*WHAT TO WORK ON*. Write out, character for character, the line containing "#[tokio::main]" and all lines after it up to the end of the listing.

*RECORD SET*.
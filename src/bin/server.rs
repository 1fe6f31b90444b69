//! HTTP server for the event store

use anyhow::Context;
use clap::Parser;
use databalancer::config::{BalancerConfig, Overrides};
use databalancer::db::SqliteConnection;
use databalancer::ingest::{EventStore, IngestService};
use databalancer::logging::init_tracing;
use databalancer::server;
use std::sync::Arc;
use tracing::info;

#[tokio::main]
async fn main() -> anyhow::Result<()> {
    // Load environment variables from .env file
    dotenv::dotenv().ok();

    let overrides = Overrides::parse();
    let config = BalancerConfig::from_env()?.with_overrides(&overrides);
    init_tracing(&config.log_level)?;

    info!(
        database = %config.database_path.display(),
        mode = %config.storage_mode,
        cache_tables = config.cache_tables,
        "starting databalancer"
    );

    let conn = SqliteConnection::open(&config.database_path)
        .with_context(|| format!("failed to open database {}", config.database_path.display()))?;
    let store: Arc<dyn EventStore> = Arc::new(IngestService::from_connection(
        Arc::new(conn),
        config.storage_mode,
        config.cache_tables,
    ));

    server::serve(&config.server_address, store, config.max_body_bytes).await?;
    Ok(())
}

*ANSWER BOX*.
#[tokio::main]
async fn main() -> anyhow::Result<()> {
    // Load environment variables from .env file
    dotenv::dotenv().ok();

    let overrides = Overrides::parse();
    let config = BalancerConfig::from_env()?.with_overrides(&overrides);
    init_tracing(&config.log_level)?;

    info!(
        database = %config.database_path.display(),
        mode = %config.storage_mode,
        cache_tables = config.cache_tables,
        "starting databalancer"
    );

    let conn = SqliteConnection::open(&config.database_path)
        .with_context(|| format!("failed to open database {}", config.database_path.display()))?;
    let store: Arc<dyn EventStore> = Arc::new(IngestService::from_connection(
        Arc::new(conn),
        config.storage_mode,
        config.cache_tables,
    ));

    server::serve(&config.server_address, store, config.max_body_bytes).await?;
    Ok(())
}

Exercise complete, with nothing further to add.